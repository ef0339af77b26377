use std::path::Path;
use std::path::PathBuf;
use std::process;
use std::sync::Arc;

use clap::Parser;
use owo_colors::OwoColorize;
use regen_cli::Commands;
use regen_cli::OutputFormat;
use regen_cli::RegenCli;
use regen_core::DryRunFileOperation;
use regen_core::FileChange;
use regen_core::FileOperation;
use regen_core::FsFileOperation;
use regen_core::GenerateOptions;
use regen_core::GenerateReport;
use regen_core::Generator;
use regen_core::MarkerSet;
use regen_core::RegenConfig;
use regen_core::RegenError;
use regen_core::extract_blocks;
use regen_core::find_template_for;
use regen_core::is_generic;
use similar::ChangeTag;
use similar::TextDiff;
use tracing_subscriber::EnvFilter;

static USE_COLOR: std::sync::atomic::AtomicBool = std::sync::atomic::AtomicBool::new(true);

fn color_enabled() -> bool {
	USE_COLOR.load(std::sync::atomic::Ordering::Relaxed)
}

/// Apply ANSI color codes only when color is enabled.
macro_rules! colored {
	($text:expr,red) => {
		if color_enabled() {
			format!("{}", $text.red())
		} else {
			format!("{}", $text)
		}
	};
	($text:expr,green) => {
		if color_enabled() {
			format!("{}", $text.green())
		} else {
			format!("{}", $text)
		}
	};
	($text:expr,yellow) => {
		if color_enabled() {
			format!("{}", $text.yellow())
		} else {
			format!("{}", $text)
		}
	};
	($text:expr,bold) => {
		if color_enabled() {
			format!("{}", $text.bold())
		} else {
			format!("{}", $text)
		}
	};
}

fn main() {
	let args = RegenCli::parse();

	// Respect NO_COLOR, --no-color and terminals without color support.
	let use_color = !args.no_color
		&& std::env::var_os("NO_COLOR").is_none()
		&& supports_color::on(supports_color::Stream::Stderr).is_some();
	if !use_color {
		USE_COLOR.store(false, std::sync::atomic::Ordering::Relaxed);
	}

	init_tracing(args.verbose, use_color);

	miette::set_hook(Box::new(move |_| {
		Box::new(
			miette::MietteHandlerOpts::new()
				.color(use_color)
				.unicode(use_color)
				.build(),
		)
	}))
	.ok();

	let result = match &args.command {
		Some(Commands::Generate {
			definitions,
			dry_run,
			diff,
		}) => run_generate(&args, definitions, *dry_run, *diff),
		Some(Commands::File { file, dry_run }) => run_file(&args, file, *dry_run),
		Some(Commands::Blocks { file, format }) => run_blocks(&args, file, *format),
		None => {
			eprintln!("No subcommand specified. Run `regen --help` for usage.");
			process::exit(1);
		}
	};

	if let Err(e) = result {
		match e.downcast::<RegenError>() {
			Ok(regen_err) => {
				let report: miette::Report = (*regen_err).into();
				eprintln!("{report:?}");
			}
			Err(e) => {
				eprintln!("{} {e}", colored!("error:", red));
			}
		}
		process::exit(2);
	}
}

/// Log to stderr. `REGEN_LOG` takes precedence over `--verbose`.
fn init_tracing(verbose: bool, use_color: bool) {
	let default_level = if verbose { "debug" } else { "warn" };
	let filter =
		EnvFilter::try_from_env("REGEN_LOG").unwrap_or_else(|_| EnvFilter::new(default_level));

	tracing_subscriber::fmt()
		.with_env_filter(filter)
		.with_writer(std::io::stderr)
		.with_ansi(use_color)
		.with_target(false)
		.try_init()
		.ok();
}

fn resolve_root(args: &RegenCli) -> PathBuf {
	args.path
		.clone()
		.unwrap_or_else(|| std::env::current_dir().unwrap_or_else(|_| PathBuf::from(".")))
}

fn load_config(root: &Path) -> Result<RegenConfig, RegenError> {
	Ok(RegenConfig::load(root)?.unwrap_or_default())
}

fn build_runtime() -> std::io::Result<tokio::runtime::Runtime> {
	tokio::runtime::Builder::new_multi_thread()
		.enable_all()
		.build()
}

/// Everything one command changed, or would change.
#[derive(Debug, Default)]
struct Summary {
	changes: Vec<FileChange>,
	canceled: usize,
	skipped: usize,
}

impl Summary {
	fn record(&mut self, reports: &[GenerateReport]) {
		for report in reports {
			self.canceled += report.canceled;
			self.skipped += report.skipped;
		}
	}
}

/// Persist previewed changes. Only called once every definition of the
/// command has generated without error.
fn apply(changes: &[FileChange]) -> Result<(), RegenError> {
	let fileop = FsFileOperation::new();
	for change in changes {
		fileop.write_file(&change.path, &change.after)?;
	}
	fileop.commit()?;

	Ok(())
}

fn run_generate(
	args: &RegenCli,
	definitions: &[PathBuf],
	dry_run: bool,
	show_diff: bool,
) -> Result<(), Box<dyn std::error::Error>> {
	let root = resolve_root(args);
	let config = load_config(&root)?;
	// Later definitions read what earlier ones would have written.
	let preview = Arc::new(DryRunFileOperation::new());
	let generator = Generator::from_config(preview.clone(), &config)?;
	let runtime = build_runtime()?;
	let mut summary = Summary::default();

	for definition in definitions {
		let definition = root.join(definition);
		let reports = runtime.block_on(generator.generate_all(&definition))?;

		if args.verbose {
			for report in &reports {
				for output in &report.outputs {
					println!(
						"  {} -> {}",
						make_relative(&report.definition, &root),
						make_relative(output, &root)
					);
				}
			}
		}

		summary.record(&reports);
	}

	summary.changes = preview.changes();
	if !dry_run {
		apply(&summary.changes)?;
	}

	print_summary(&summary, &root, dry_run, show_diff);
	Ok(())
}

fn run_file(
	args: &RegenCli,
	path: &Path,
	dry_run: bool,
) -> Result<(), Box<dyn std::error::Error>> {
	let root = resolve_root(args);
	let file = root.join(path);
	let Some(definition) = find_template_for(&file)? else {
		return Err(RegenError::Discovery {
			path: make_relative(&file, &root),
			reason: "no definition generates this file".to_string(),
		}
		.into());
	};

	if args.verbose {
		println!("Using definition {}", make_relative(&definition, &root));
	}

	let config = load_config(&root)?;
	let preview = Arc::new(DryRunFileOperation::new());
	let generator = Generator::from_config(preview.clone(), &config)?;
	let runtime = build_runtime()?;
	let options = GenerateOptions {
		output: is_generic(&definition).then(|| file.clone()),
		..GenerateOptions::default()
	};

	let report = runtime.block_on(generator.generate(&definition, options))?;
	let mut summary = Summary::default();
	summary.record(&[report]);
	summary.changes = preview.changes();

	if !dry_run {
		apply(&summary.changes)?;
	}

	print_summary(&summary, &root, dry_run, false);
	Ok(())
}

fn print_summary(summary: &Summary, root: &Path, dry_run: bool, show_diff: bool) {
	if summary.canceled > 0 {
		eprintln!(
			"{} {} template pass(es) canceled",
			colored!("note:", yellow),
			summary.canceled
		);
	}

	if summary.skipped > 0 {
		eprintln!(
			"{} {} template pass(es) skipped",
			colored!("note:", yellow),
			summary.skipped
		);
	}

	if summary.changes.is_empty() {
		println!("All generated files are already up to date.");
		return;
	}

	if dry_run {
		println!("Dry run: would write {} file(s):", summary.changes.len());
	} else {
		println!("Generated {} file(s):", summary.changes.len());
	}

	for change in &summary.changes {
		let rel = make_relative(&change.path, root);
		let status = if change.before.is_none() {
			colored!("created", green)
		} else {
			colored!("updated", yellow)
		};
		println!("  {status} {rel}");

		if show_diff {
			print_diff(change.before.as_deref().unwrap_or_default(), &change.after);
		}
	}
}

fn run_blocks(
	args: &RegenCli,
	path: &Path,
	format: OutputFormat,
) -> Result<(), Box<dyn std::error::Error>> {
	let root = resolve_root(args);
	let file = root.join(path);
	let content = std::fs::read_to_string(&file)?;
	let markers: MarkerSet = load_config(&root)?.marker_set()?;
	let blocks = extract_blocks(&content, &markers);
	let rel = make_relative(&file, &root);

	match format {
		OutputFormat::Json => {
			let entries: Vec<serde_json::Value> = blocks
				.names()
				.into_iter()
				.filter_map(|name| blocks.get(name))
				.map(|block| {
					serde_json::json!({
						"name": block.name,
						"marker": block.marker_index,
						"content": block.content,
					})
				})
				.collect();
			let output = serde_json::json!({
				"file": rel,
				"blocks": entries,
			});
			println!("{output}");
		}
		OutputFormat::Text => {
			if blocks.is_empty() {
				println!("No protected blocks found in {rel}.");
				return Ok(());
			}

			println!("{}", colored!(format!("Blocks in {rel}:"), bold));
			for name in blocks.names() {
				let Some(block) = blocks.get(name) else {
					continue;
				};
				let lines = if block.content.is_empty() {
					0
				} else {
					block.content.lines().count()
				};
				println!("  {name} ({lines} line(s), marker {})", block.marker_index);
			}
		}
	}

	Ok(())
}

/// Print a unified diff between two strings, colorized.
fn print_diff(current: &str, expected: &str) {
	let diff = TextDiff::from_lines(current, expected);
	for change in diff.iter_all_changes() {
		match change.tag() {
			ChangeTag::Delete => {
				eprint!("  {}", colored!(format!("-{change}"), red));
			}
			ChangeTag::Insert => {
				eprint!("  {}", colored!(format!("+{change}"), green));
			}
			ChangeTag::Equal => {
				eprint!("   {change}");
			}
		}
	}
}

/// Make a path relative to root for display purposes.
fn make_relative(path: &Path, root: &Path) -> String {
	path.strip_prefix(root)
		.unwrap_or(path)
		.display()
		.to_string()
}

§

## What the exercise asks
Only lines that contain the string "expected" count; pick each one out of the records and copy it.

## Exercise answer
fn print_diff(current: &str, expected: &str) {
	let diff = TextDiff::from_lines(current, expected);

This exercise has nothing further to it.